Supplied data.

----------------------------------------

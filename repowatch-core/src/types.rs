//! Domain types for repowatch.
//!
//! Identities are strongly typed: a repository slug (the immutable primary
//! key), its human-facing display name, a branch name, and a commit hash are
//! four different things and never interchange silently.

use std::fmt;

use chrono::{DateTime, FixedOffset, Utc};
use serde::{Deserialize, Serialize};

// ---------------------------------------------------------------------------
// Newtypes
// ---------------------------------------------------------------------------

/// Provider-assigned repository slug — the immutable primary key.
#[derive(Debug, Clone, PartialEq, Eq, Hash, PartialOrd, Ord, Serialize, Deserialize)]
pub struct RepoSlug(pub String);

impl fmt::Display for RepoSlug {
    fn fmt(&self, f: &mut fmt::Formatter<'_>) -> fmt::Result {
        self.0.fmt(f)
    }
}

impl From<String> for RepoSlug {
    fn from(s: String) -> Self {
        Self(s)
    }
}

impl From<&str> for RepoSlug {
    fn from(s: &str) -> Self {
        Self(s.to_owned())
    }
}

/// Human-facing repository display name (may contain spaces and casing the
/// slug does not).
#[derive(Debug, Clone, PartialEq, Eq, Hash, Serialize, Deserialize)]
pub struct RepoName(pub String);

impl fmt::Display for RepoName {
    fn fmt(&self, f: &mut fmt::Formatter<'_>) -> fmt::Result {
        self.0.fmt(f)
    }
}

impl From<String> for RepoName {
    fn from(s: String) -> Self {
        Self(s)
    }
}

impl From<&str> for RepoName {
    fn from(s: &str) -> Self {
        Self(s.to_owned())
    }
}

/// A git branch name.
#[derive(Debug, Clone, PartialEq, Eq, Hash, Serialize, Deserialize)]
pub struct BranchName(pub String);

impl fmt::Display for BranchName {
    fn fmt(&self, f: &mut fmt::Formatter<'_>) -> fmt::Result {
        self.0.fmt(f)
    }
}

impl From<String> for BranchName {
    fn from(s: String) -> Self {
        Self(s)
    }
}

impl From<&str> for BranchName {
    fn from(s: &str) -> Self {
        Self(s.to_owned())
    }
}

/// A git commit hash as reported by the provider or the local mirror.
#[derive(Debug, Clone, PartialEq, Eq, Hash, Serialize, Deserialize)]
pub struct CommitHash(pub String);

impl fmt::Display for CommitHash {
    fn fmt(&self, f: &mut fmt::Formatter<'_>) -> fmt::Result {
        self.0.fmt(f)
    }
}

impl From<String> for CommitHash {
    fn from(s: String) -> Self {
        Self(s)
    }
}

impl From<&str> for CommitHash {
    fn from(s: &str) -> Self {
        Self(s.to_owned())
    }
}

impl CommitHash {
    /// Abbreviated hash for display (first 12 characters).
    pub fn short(&self) -> &str {
        let end = self.0.len().min(12);
        &self.0[..end]
    }
}

// ---------------------------------------------------------------------------
// Durable record
// ---------------------------------------------------------------------------

/// One durable record per tracked repository.
///
/// `last_commit` always names the commit the local mirror was synchronized to
/// at the end of the most recent successful run. It is replaced wholesale on
/// every UPDATED classification and never advanced past an unscanned diff.
#[derive(Debug, Clone, PartialEq, Eq, Serialize, Deserialize)]
pub struct RepositoryRecord {
    pub slug: RepoSlug,
    pub display_name: RepoName,
    pub branch: BranchName,
    pub last_commit: CommitHash,
    /// Audit-only write timestamp in the fixed audit time zone. Never used
    /// for decision logic.
    pub observed_at: DateTime<FixedOffset>,
}

// ---------------------------------------------------------------------------
// Ephemeral provider inputs
// ---------------------------------------------------------------------------

/// A repository as listed by the hosting provider. Not persisted.
#[derive(Debug, Clone, PartialEq, Eq, Serialize, Deserialize)]
pub struct RemoteRepository {
    pub slug: RepoSlug,
    pub display_name: RepoName,
}

/// A remote branch head as reported by the provider's branch listing.
///
/// `head` is `None` when the provider returned the branch without a
/// resolvable target commit; selecting such a branch fail-skips the
/// repository for the current run.
#[derive(Debug, Clone, PartialEq, Eq)]
pub struct RemoteBranch {
    pub name: BranchName,
    pub head: Option<CommitHash>,
}

// ---------------------------------------------------------------------------
// Run summary
// ---------------------------------------------------------------------------

/// A repository skipped during a run, with the reason it was skipped.
#[derive(Debug, Clone, Serialize)]
pub struct SkippedRepo {
    pub name: RepoName,
    pub reason: String,
}

/// Aggregated outcome of one full run over the catalog.
#[derive(Debug, Clone, Default, Serialize)]
pub struct RunSummary {
    pub total: usize,
    pub new_repos: Vec<RepoName>,
    pub updated_repos: Vec<RepoName>,
    pub skipped: Vec<SkippedRepo>,
}

impl RunSummary {
    /// Compact one-line form used in chat announcements and logs.
    pub fn headline(&self) -> String {
        format!(
            "{} repositories: {} new, {} updated, {} skipped",
            self.total,
            self.new_repos.len(),
            self.updated_repos.len(),
            self.skipped.len()
        )
    }
}

// ---------------------------------------------------------------------------
// Audit clock
// ---------------------------------------------------------------------------

/// Fixed audit time zone offset: IST, UTC+05:30.
const AUDIT_OFFSET_SECS: i32 = 5 * 3600 + 30 * 60;

/// Current time in the fixed audit time zone.
///
/// Recorded on every state write; audit-only, never compared for decisions.
pub fn audit_now() -> DateTime<FixedOffset> {
    match FixedOffset::east_opt(AUDIT_OFFSET_SECS) {
        Some(tz) => Utc::now().with_timezone(&tz),
        None => Utc::now().fixed_offset(),
    }
}

// ---------------------------------------------------------------------------
// Tests
// ---------------------------------------------------------------------------
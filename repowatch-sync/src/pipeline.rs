//! Run orchestrator — sequential iteration over the repository catalog.
//!
//! One repository's failure never aborts the batch: errors are logged,
//! recorded in the summary, and the repository is retried on the next run
//! because its state was not advanced. The only fatal conditions are state
//! store initialization failure and failure to fetch the catalog itself.

use std::path::Path;

use chrono::{DateTime, FixedOffset};
use serde::Serialize;

use repowatch_core::error::StateError;
use repowatch_core::state;
use repowatch_core::types::{audit_now, RemoteRepository, RepoName, RunSummary, SkippedRepo};
use repowatch_provider::RepoCatalog;

use crate::dispatch::ScanDispatch;
use crate::engine::{sync_repository, SyncOutcome};
use crate::error::SyncError;
use crate::mirror::Mirror;

/// Audit document written once per run: what the catalog contained and when.
#[derive(Debug, Serialize)]
pub struct RunInfo {
    pub total_repositories: usize,
    pub timestamp: DateTime<FixedOffset>,
    pub repositories: Vec<RepoName>,
}

/// Run the full sync batch over every repository in the catalog.
pub fn run(
    home: &Path,
    catalog: &dyn RepoCatalog,
    mirror: &dyn Mirror,
    dispatch: &dyn ScanDispatch,
) -> Result<RunSummary, SyncError> {
    // Fatal before any repository is processed: a store that cannot even be
    // initialized would turn every repository into a false NEW.
    state::init_at(home)?;

    let repos = catalog.list_repositories()?;
    tracing::info!("catalog returned {} repositories", repos.len());

    // Audit-only; a write failure here must not cost us the run.
    if let Err(err) = save_run_info(home, &repos) {
        tracing::warn!("failed to write run info: {err}");
    }

    let mut summary = RunSummary {
        total: repos.len(),
        ..RunSummary::default()
    };

    for repo in &repos {
        match sync_repository(home, catalog, mirror, dispatch, repo) {
            Ok(SyncOutcome::New { .. }) => summary.new_repos.push(repo.display_name.clone()),
            Ok(SyncOutcome::Updated { .. }) => {
                summary.updated_repos.push(repo.display_name.clone())
            }
            Ok(SyncOutcome::Unchanged) => {}
            Err(err) => {
                tracing::warn!("skipping '{}' this run: {err}", repo.slug);
                summary.skipped.push(SkippedRepo {
                    name: repo.display_name.clone(),
                    reason: err.to_string(),
                });
            }
        }
    }

    tracing::info!("{}", summary.headline());
    Ok(summary)
}

/// `<home>/.repowatch/run_info.json` — pure, no I/O.
pub fn run_info_path_at(home: &Path) -> std::path::PathBuf {
    home.join(".repowatch").join("run_info.json")
}

fn save_run_info(home: &Path, repos: &[RemoteRepository]) -> Result<(), StateError> {
    let info = RunInfo {
        total_repositories: repos.len(),
        timestamp: audit_now(),
        repositories: repos.iter().map(|r| r.display_name.clone()).collect(),
    };
    let path = run_info_path_at(home);
    let io = |path: &Path, source: std::io::Error| StateError::Io {
        path: path.to_path_buf(),
        source,
    };
    let Some(dir) = path.parent() else {
        return Err(io(&path, std::io::Error::other("invalid run info path")));
    };
    std::fs::create_dir_all(dir).map_err(|e| io(dir, e))?;
    let json = serde_json::to_string_pretty(&info)?;
    let tmp = path.with_extension("json.tmp");
    std::fs::write(&tmp, &json).map_err(|e| io(&tmp, e))?;
    std::fs::rename(&tmp, &path).map_err(|e| io(&path, e))?;
    Ok(())
}
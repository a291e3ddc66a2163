//! # repowatch-core
//!
//! Domain types, durable state store, and process configuration shared by
//! every repowatch crate.
//!
//! The state store is the only durable artifact the engine owns: one JSON
//! record per tracked repository, written atomically, read at the start of
//! each run to decide whether a repository is new, unchanged, or updated.

pub mod config;
pub mod error;
pub mod state;
pub mod types;

pub use config::Config;
pub use error::{ConfigError, StateError};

----------------------------------------

What needs to be done.
Where the word "local" appears in a line of the entries, copy that line.

Answer section.
/// A git commit hash as reported by the provider or the local mirror.
/// `last_commit` always names the commit the local mirror was synchronized to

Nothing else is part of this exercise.